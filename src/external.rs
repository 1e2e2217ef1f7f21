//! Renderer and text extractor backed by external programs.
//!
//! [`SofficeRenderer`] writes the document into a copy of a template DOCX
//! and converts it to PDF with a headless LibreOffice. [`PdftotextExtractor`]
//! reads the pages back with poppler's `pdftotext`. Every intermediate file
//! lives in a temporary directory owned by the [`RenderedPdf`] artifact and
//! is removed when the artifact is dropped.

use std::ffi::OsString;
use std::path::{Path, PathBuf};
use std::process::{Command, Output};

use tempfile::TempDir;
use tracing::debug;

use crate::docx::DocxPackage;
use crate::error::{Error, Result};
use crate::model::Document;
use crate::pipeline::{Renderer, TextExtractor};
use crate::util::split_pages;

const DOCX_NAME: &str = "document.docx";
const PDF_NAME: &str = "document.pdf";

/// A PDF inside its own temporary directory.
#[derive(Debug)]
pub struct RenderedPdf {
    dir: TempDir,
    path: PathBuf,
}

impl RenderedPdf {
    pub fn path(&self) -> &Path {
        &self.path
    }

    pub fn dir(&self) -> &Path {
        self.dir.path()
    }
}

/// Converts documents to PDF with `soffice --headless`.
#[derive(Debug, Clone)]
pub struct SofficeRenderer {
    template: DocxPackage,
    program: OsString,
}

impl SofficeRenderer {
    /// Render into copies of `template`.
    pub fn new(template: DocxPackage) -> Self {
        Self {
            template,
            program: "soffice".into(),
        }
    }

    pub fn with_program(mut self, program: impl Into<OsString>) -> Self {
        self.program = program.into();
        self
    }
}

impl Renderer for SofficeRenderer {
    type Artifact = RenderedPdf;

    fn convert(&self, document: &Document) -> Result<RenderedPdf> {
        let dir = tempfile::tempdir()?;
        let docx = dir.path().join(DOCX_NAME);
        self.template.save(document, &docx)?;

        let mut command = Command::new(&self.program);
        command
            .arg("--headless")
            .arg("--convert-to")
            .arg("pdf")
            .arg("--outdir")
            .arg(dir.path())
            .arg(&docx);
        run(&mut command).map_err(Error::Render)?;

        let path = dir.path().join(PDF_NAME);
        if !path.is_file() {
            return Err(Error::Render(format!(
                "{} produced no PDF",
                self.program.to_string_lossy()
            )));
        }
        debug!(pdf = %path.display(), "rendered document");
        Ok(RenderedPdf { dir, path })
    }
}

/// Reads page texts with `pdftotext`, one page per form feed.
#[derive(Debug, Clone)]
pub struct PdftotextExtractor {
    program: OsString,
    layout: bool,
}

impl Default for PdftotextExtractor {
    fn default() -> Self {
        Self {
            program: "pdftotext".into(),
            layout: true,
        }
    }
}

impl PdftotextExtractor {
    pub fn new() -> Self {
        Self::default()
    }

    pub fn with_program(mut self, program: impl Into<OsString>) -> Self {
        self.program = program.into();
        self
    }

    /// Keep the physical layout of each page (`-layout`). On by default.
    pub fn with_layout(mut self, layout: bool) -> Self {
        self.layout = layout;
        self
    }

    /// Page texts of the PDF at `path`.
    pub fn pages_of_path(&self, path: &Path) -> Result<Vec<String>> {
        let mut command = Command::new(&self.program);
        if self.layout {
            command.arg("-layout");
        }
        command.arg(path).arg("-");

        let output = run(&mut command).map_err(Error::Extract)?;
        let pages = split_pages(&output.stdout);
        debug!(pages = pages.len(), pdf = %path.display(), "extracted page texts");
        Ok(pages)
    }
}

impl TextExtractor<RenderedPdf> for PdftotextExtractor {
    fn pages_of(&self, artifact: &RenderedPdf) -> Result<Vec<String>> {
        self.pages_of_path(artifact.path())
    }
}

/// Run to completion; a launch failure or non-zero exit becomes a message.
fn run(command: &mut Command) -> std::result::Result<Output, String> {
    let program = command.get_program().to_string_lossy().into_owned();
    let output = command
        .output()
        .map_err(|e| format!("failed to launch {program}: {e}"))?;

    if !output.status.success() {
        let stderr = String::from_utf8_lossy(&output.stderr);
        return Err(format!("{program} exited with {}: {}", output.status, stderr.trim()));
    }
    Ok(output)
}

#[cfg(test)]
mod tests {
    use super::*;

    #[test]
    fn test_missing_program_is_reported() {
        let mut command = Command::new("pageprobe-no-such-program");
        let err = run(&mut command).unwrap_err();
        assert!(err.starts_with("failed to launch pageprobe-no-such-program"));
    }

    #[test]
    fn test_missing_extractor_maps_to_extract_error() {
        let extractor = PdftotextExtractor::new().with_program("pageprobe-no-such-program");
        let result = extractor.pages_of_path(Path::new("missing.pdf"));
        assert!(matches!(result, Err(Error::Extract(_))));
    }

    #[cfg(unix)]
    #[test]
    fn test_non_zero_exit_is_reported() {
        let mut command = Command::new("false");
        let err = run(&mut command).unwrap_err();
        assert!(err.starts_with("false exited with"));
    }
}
========================
[INSTRUCTIONS FOR THE TASK]: Every line above with the string "failed" in it needs to be copied.

[ANSWER TO THIS TASK]:
        .map_err(|e| format!("failed to launch {program}: {e}"))?;
        assert!(err.starts_with("failed to launch pageprobe-no-such-program"));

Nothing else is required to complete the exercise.